## The problem:
The answer must consist of each line of the records below that contains the string "escaped".
Top of Available records
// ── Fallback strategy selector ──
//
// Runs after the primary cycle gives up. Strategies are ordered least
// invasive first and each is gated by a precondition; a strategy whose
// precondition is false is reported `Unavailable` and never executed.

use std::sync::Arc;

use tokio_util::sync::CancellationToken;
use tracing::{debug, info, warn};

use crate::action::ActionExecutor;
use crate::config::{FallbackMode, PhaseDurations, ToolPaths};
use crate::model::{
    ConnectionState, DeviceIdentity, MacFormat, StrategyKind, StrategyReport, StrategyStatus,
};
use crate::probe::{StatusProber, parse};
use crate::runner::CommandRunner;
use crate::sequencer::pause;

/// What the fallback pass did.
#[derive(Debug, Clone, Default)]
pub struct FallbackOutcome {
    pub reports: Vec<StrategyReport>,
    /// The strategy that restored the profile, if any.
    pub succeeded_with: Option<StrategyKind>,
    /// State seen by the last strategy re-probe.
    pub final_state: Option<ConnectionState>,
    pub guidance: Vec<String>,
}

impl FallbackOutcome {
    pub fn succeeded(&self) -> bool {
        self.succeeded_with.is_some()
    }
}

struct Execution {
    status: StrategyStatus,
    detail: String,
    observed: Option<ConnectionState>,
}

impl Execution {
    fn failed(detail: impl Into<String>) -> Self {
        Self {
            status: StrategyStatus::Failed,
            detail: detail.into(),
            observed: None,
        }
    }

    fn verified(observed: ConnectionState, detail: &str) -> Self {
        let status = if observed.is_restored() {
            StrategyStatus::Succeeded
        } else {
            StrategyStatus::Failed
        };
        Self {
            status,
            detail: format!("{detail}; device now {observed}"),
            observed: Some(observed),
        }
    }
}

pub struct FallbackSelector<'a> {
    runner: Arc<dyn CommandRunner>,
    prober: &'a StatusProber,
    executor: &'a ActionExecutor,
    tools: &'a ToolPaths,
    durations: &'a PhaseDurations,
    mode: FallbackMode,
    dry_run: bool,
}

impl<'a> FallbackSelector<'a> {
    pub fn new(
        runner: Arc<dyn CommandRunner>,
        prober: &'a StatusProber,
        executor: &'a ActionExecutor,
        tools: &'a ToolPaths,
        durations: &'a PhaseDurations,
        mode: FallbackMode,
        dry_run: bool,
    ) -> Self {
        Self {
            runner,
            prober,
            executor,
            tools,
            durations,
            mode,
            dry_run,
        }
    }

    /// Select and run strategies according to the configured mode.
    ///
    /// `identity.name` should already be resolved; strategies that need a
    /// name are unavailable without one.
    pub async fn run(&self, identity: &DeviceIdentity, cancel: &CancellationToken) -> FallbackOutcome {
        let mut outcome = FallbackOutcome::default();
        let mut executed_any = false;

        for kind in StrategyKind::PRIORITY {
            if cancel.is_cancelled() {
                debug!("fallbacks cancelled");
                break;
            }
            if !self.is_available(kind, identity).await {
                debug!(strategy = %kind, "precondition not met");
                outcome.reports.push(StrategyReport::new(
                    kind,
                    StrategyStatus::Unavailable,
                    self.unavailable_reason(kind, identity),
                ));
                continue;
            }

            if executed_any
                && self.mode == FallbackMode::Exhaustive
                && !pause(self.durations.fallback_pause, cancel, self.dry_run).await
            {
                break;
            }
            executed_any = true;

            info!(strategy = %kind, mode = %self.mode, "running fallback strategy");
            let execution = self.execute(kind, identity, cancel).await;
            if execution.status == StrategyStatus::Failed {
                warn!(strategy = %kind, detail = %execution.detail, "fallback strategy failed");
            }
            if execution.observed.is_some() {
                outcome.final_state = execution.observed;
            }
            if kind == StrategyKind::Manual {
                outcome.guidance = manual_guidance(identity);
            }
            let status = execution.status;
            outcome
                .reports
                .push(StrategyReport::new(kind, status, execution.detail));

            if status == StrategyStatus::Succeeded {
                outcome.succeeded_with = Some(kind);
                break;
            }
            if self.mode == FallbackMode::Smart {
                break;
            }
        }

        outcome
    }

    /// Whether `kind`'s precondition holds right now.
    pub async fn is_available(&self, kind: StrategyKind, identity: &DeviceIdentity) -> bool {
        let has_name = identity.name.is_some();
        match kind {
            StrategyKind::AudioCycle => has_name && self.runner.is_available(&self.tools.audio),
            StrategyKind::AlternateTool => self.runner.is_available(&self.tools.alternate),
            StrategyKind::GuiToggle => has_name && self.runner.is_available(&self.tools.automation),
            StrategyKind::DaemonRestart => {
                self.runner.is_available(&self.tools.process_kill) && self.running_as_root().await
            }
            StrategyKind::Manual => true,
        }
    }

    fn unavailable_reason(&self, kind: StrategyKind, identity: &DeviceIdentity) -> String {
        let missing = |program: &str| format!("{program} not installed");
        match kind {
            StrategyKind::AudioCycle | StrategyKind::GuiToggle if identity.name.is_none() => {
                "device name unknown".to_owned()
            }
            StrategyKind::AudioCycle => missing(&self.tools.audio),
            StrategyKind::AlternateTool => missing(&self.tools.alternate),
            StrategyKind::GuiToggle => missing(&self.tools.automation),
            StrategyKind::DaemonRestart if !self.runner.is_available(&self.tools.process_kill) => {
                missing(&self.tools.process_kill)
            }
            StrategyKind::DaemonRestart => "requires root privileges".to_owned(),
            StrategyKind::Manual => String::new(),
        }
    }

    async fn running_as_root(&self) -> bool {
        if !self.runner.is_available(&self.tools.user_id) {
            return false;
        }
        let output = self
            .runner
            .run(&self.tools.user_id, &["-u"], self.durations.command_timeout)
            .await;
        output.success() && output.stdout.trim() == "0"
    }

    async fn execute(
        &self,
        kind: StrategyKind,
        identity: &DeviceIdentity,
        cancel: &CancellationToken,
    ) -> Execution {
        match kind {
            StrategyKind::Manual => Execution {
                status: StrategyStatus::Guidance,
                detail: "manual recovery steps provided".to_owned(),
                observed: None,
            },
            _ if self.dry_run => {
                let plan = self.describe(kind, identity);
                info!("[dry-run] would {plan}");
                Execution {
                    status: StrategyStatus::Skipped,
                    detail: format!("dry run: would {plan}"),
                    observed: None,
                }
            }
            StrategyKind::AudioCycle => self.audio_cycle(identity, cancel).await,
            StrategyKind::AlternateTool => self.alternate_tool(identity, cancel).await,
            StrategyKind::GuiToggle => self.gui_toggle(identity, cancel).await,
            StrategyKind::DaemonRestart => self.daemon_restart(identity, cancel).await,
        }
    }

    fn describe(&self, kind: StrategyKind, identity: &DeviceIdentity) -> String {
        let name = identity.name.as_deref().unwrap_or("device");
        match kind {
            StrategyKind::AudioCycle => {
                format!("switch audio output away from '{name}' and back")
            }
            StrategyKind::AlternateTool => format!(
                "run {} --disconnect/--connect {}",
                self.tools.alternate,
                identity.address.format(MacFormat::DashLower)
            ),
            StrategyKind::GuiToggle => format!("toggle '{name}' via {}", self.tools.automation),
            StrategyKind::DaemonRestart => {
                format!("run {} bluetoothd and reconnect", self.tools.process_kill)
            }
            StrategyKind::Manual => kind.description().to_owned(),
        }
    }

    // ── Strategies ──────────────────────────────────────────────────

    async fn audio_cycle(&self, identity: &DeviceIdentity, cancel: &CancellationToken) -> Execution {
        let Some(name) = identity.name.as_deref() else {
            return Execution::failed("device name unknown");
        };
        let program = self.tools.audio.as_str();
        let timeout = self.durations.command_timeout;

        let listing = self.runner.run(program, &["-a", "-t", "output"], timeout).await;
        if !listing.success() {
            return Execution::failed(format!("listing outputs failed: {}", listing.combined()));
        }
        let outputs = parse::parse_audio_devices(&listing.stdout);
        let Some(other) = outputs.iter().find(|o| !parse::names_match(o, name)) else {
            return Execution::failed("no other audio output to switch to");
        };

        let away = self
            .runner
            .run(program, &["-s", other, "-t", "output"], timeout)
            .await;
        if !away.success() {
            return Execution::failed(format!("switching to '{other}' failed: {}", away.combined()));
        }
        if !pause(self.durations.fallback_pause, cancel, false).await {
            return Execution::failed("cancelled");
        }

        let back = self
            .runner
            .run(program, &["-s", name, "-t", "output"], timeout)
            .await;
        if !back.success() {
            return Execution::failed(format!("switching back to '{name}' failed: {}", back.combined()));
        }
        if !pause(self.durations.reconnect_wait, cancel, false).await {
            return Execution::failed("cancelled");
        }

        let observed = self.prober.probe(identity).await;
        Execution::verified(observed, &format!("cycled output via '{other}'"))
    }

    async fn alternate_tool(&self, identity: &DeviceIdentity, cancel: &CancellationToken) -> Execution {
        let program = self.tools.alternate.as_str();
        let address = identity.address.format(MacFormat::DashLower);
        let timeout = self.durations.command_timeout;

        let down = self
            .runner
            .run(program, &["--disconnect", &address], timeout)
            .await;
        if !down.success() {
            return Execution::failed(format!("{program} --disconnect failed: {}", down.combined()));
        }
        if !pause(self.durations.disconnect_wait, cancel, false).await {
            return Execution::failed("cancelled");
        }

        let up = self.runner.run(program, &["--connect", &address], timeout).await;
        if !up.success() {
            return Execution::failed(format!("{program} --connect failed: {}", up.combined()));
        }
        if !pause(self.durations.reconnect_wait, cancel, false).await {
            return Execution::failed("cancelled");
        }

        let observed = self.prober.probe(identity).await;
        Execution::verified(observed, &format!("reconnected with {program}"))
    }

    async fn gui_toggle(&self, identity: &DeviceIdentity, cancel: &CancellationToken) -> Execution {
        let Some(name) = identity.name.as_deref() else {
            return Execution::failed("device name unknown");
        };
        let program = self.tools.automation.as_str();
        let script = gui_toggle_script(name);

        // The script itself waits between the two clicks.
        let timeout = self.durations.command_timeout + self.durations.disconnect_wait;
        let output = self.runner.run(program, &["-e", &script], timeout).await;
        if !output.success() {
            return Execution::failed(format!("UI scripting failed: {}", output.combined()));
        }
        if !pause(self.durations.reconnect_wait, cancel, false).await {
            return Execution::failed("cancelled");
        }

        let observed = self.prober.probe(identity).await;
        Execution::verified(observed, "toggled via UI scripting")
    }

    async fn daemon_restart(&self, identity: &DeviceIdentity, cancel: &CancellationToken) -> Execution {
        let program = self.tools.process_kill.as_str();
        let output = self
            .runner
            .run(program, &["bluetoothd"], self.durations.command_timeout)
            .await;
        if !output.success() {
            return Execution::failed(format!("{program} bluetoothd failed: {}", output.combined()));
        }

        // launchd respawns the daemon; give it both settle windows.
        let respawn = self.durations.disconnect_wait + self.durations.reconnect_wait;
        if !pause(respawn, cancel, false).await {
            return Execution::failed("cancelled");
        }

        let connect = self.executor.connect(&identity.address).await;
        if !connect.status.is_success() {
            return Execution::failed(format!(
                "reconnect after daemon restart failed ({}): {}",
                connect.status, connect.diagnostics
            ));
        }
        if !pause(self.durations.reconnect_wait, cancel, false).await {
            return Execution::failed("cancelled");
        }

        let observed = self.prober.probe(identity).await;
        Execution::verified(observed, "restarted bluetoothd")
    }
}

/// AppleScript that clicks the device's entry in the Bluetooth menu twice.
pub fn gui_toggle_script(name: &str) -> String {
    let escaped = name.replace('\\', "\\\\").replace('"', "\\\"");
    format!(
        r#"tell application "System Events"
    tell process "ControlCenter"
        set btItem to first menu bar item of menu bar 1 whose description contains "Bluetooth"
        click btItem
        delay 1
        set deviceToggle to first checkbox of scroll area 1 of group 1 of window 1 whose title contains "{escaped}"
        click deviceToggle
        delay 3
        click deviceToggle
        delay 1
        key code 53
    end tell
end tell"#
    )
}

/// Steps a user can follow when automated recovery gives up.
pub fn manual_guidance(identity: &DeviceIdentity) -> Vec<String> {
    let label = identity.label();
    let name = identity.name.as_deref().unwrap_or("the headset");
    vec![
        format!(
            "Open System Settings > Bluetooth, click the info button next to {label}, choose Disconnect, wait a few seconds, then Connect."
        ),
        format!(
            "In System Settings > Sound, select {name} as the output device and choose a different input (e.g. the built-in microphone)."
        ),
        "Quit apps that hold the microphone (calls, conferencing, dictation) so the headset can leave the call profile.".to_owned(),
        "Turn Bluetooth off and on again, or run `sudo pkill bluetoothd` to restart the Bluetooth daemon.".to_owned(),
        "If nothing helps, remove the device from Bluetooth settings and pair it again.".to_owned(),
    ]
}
Bottom of Available records
## Solution to this exercise:
    let escaped = name.replace('\\', "\\\\").replace('"', "\\\"");
        set deviceToggle to first checkbox of scroll area 1 of group 1 of window 1 whose title contains "{escaped}"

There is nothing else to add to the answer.